If a line in the entries below contains "args", copy it.
+--
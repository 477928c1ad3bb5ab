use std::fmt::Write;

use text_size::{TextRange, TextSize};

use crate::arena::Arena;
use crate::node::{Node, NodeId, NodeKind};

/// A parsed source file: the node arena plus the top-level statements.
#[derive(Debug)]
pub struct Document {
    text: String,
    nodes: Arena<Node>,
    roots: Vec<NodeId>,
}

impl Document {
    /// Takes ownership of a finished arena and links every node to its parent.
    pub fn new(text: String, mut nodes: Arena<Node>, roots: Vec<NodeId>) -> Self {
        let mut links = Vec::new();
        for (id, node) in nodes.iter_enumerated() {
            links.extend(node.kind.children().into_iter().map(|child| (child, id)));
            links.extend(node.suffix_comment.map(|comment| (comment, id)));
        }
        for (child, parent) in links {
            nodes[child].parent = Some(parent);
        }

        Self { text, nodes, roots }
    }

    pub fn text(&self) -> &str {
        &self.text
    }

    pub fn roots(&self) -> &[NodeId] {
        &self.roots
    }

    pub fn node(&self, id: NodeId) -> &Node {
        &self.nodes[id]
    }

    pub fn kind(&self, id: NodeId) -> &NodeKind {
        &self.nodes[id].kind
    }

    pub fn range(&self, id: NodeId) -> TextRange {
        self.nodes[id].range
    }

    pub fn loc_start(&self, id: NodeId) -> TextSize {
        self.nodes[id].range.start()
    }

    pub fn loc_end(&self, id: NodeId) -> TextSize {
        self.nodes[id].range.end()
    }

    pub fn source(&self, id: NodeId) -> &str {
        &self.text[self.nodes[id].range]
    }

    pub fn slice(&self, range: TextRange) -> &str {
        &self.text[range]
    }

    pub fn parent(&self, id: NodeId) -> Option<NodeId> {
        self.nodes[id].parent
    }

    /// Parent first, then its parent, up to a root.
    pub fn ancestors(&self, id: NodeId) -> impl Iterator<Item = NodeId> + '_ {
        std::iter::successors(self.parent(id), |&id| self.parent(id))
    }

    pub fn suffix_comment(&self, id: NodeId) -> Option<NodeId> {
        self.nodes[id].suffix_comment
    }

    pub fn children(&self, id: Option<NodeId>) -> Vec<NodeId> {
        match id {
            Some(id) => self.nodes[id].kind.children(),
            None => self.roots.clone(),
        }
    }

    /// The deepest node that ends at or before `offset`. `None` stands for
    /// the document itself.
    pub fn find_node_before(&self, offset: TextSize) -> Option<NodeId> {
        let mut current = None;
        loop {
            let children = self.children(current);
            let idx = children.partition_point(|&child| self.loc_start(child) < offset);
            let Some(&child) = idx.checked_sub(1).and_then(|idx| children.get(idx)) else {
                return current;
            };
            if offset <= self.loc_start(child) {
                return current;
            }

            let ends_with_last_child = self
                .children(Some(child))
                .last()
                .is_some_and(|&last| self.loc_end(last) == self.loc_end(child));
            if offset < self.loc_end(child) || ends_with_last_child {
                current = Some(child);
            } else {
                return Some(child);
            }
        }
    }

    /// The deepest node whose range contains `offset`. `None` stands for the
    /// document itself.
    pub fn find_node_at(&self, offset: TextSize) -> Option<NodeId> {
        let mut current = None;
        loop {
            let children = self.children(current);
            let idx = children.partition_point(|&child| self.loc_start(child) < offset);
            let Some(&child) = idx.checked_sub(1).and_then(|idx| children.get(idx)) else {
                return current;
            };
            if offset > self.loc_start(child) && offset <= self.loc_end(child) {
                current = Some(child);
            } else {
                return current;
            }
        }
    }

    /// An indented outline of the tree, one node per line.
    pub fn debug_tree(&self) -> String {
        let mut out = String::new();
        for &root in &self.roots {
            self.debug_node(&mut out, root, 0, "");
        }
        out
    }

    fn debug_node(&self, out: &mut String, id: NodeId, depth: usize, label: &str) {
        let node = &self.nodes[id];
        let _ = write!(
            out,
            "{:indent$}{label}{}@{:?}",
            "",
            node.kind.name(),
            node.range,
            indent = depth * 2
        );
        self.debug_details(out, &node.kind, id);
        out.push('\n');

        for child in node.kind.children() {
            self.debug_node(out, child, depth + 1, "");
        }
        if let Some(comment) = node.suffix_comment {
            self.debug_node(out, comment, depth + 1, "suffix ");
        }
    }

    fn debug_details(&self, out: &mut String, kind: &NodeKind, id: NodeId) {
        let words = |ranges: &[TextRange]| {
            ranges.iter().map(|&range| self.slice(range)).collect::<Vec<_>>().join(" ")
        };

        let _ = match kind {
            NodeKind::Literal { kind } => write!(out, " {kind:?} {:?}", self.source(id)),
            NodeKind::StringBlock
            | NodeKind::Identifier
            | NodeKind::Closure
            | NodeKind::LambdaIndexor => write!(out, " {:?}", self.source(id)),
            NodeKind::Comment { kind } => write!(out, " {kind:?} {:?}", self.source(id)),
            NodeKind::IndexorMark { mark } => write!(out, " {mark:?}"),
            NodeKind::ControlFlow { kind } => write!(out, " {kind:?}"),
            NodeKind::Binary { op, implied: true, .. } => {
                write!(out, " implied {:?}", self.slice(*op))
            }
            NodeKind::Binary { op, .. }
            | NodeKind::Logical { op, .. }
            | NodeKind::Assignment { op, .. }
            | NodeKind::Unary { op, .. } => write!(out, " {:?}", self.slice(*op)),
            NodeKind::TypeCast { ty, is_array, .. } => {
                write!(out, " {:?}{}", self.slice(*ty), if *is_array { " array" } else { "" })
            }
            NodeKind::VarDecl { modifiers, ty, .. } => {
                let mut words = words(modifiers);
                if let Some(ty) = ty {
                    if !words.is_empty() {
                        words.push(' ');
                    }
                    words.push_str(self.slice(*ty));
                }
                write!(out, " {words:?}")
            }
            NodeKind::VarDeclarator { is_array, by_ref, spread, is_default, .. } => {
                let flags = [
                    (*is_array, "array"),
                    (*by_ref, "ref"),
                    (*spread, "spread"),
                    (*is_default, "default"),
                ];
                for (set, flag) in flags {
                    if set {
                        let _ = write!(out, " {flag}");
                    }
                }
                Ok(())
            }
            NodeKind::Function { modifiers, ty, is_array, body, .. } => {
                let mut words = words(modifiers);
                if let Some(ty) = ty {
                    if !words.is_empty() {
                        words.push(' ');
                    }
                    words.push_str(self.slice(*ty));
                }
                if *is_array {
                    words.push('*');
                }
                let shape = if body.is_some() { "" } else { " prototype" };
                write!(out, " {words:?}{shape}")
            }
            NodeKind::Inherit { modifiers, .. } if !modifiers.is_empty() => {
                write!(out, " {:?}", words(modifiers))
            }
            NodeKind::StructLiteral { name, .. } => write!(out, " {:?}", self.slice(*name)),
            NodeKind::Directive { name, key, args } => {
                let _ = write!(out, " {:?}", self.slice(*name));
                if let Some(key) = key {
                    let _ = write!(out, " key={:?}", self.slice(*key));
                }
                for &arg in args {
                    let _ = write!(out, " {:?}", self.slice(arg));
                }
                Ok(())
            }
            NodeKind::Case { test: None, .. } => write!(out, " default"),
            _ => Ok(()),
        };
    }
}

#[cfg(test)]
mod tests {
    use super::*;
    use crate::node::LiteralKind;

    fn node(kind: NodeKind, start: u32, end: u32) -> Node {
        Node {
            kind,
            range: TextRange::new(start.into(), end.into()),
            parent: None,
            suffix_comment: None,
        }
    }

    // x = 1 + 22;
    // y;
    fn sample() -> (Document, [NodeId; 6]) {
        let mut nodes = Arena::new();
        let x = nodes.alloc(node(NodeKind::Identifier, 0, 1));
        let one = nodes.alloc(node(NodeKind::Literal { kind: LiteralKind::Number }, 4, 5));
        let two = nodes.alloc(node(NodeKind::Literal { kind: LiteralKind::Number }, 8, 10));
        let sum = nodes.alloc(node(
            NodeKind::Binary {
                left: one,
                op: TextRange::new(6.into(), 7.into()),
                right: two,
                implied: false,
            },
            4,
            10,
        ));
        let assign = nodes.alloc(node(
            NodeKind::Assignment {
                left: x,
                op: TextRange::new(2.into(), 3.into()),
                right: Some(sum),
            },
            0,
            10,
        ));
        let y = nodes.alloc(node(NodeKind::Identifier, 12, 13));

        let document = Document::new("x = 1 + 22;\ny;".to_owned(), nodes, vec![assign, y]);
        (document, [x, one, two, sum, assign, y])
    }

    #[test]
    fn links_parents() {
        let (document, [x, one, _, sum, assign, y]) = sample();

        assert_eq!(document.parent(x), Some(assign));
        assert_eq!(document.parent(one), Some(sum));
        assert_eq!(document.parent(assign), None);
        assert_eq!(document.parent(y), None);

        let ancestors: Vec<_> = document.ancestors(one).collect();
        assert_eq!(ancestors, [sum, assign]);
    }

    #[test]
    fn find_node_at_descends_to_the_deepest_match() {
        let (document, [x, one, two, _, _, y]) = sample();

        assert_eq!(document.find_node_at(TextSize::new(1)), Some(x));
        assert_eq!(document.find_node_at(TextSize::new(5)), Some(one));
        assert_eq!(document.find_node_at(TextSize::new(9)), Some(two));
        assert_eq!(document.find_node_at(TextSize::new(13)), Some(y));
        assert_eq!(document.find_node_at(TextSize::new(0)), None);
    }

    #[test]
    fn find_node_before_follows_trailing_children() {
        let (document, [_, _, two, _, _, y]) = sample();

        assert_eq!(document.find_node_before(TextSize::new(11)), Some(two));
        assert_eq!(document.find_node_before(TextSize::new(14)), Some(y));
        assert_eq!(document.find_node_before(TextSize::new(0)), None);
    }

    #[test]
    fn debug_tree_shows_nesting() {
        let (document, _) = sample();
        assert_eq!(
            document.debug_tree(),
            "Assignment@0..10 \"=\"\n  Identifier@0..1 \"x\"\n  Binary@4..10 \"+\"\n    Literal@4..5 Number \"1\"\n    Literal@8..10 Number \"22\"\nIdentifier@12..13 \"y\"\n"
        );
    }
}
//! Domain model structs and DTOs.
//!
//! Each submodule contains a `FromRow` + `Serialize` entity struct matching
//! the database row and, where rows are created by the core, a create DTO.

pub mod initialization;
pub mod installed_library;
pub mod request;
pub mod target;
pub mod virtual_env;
+--
== THE ANSWER ==
            NodeKind::Directive { name, key, args } => {
                for &arg in args {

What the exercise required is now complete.